The limitations of the present study are the following: This research relies on secondary data from the IDEFICS/I.Family cohort, which was not specifically designed to address the objectives of this study. The storage time of the urine samples at the central biorepository was long and varied between study waves, which might have influenced the observed variability. Moreover, there were missing values for most of the individual factors included in the sources of variation analysis. The potential influence of imputed values could be in both directions, i.e., toward and away from the null. However, the complete-case analysis showed no detectable effect on the results. The present study had several strengths. We used a large cohort of European children and adolescents. However, almost half of the children were from 1 country, which was due to the biosample availability. The biosamples were measured at 3 time points, which enabled us to investigate 2 different time intervals, i.e., 2-y and 4-y intervals. The application of the NCI method enabled us to combine the data from the FFQ and 24-HDR, which allowed for a precise calculation of the habitual intake [40]. The 12 metabolites were measured in urine, a noninvasive biological matrix particularly suitable for children and adolescents, which can reflect both short-term and habitual dietary intake [36].
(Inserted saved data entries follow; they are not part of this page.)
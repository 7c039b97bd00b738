//! LLM clients for ticket processing.
//!
//! Two independent providers are involved: Anthropic classifies a ticket into
//! the fixed category/priority vocabularies, OpenAI drafts the initial reply.
//! They share no state, so the processor may run them concurrently.
//!
//! The traits are the seam between the processor and the providers; tests
//! substitute stubs behind them.

mod classifier;
mod drafter;

pub use classifier::AnthropicClassifier;
pub use drafter::OpenAiDrafter;

use async_trait::async_trait;

use crate::models::Classification;
use crate::utils::ApiResult;

/// Maps a ticket's subject/body to the fixed category/priority vocabularies
/// with confidence scores. Malformed model output or transport failure is an
/// [`crate::utils::ApiError::Classification`]; the caller must not default.
#[async_trait]
pub trait TicketClassifier: Send + Sync {
    async fn classify(&self, subject: &str, body: &str) -> ApiResult<Classification>;
}

/// Drafts a free-text reply to the customer. Failure is an
/// [`crate::utils::ApiError::Drafting`].
#[async_trait]
pub trait ResponseDrafter: Send + Sync {
    async fn draft(&self, subject: &str, body: &str) -> ApiResult<String>;
}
In the present study, we assessed the reproducibility and sources of variation for 12 urinary metabolites, a crucial step toward evaluating their potential application as biomarkers in future epidemiological studies. However, further investigation is needed to evaluate their reproducibility over shorter periods, such as days, weeks, or months. Furthermore, future studies should consider shorter storage times of the biospecimen. In addition, because only a small fraction of the biological variability could be explained, more research into potential influencing factors is warranted. In particular, gut microbiome composition and genetic variation are promising areas to explore in future analyses. Moreover, future studies should consider a broader range of metabolites and alternative biological media, such as plasma, to determine whether these may offer improved long-term stability compared with urine. This could help identify more robust biomarkers for use in nutritional epidemiology and related fields.
Author contributions
The authors’ responsibilities were as follows—AF, UN, PK-R, JR: designed research; PR, TV, DM, LL, SDH, LAM: authors conducted research; JR, MM, DA, PK-R: performed and oversaw laboratory analyses, raw data preprocessing and metabolite annotation; LY: provided essential materials; JG analyzed data and performed the statistical analysis; RF: provided guidance on the statistical analysis; JG: wrote paper; AF, KA: supervised and made significant contributions to the writing process of the paper; JG, AF: had primary responsibility for final content; and all authors read and approved the final manuscript.
Data availability
Data described in the manuscript, code book, and analytic code will be made available upon request pending application and approval.
Funding
This study was funded by the German Research Foundation (DFG project number 406710821) and the Agence Nationale de la Recherche (ANR project number ANR-18-CE92-0060). This work was done as part of the IDEFICS (http://www.idefics.eu) and I.Family studies (http://www.ifamilystudy.eu/). We gratefully acknowledge the financial support of the European Commission within the Sixth RTD Framework Programme Contract No. 016181 (FOOD), and the Seventh RTD Framework Programme Contract No. 266044.
Conflict of interest
AF reports financial support by German Research Foundation. PK-R reports financial support by French National Research Agency. Where authors are identified as personnel of the International Agency for Research on Cancer/WHO, the authors alone are responsible for the views expressed in this article, and they do not necessarily represent the decisions, policy, or views of the International Agency for Research on Cancer /WHO. All other authors declare no potential conflicts of interest.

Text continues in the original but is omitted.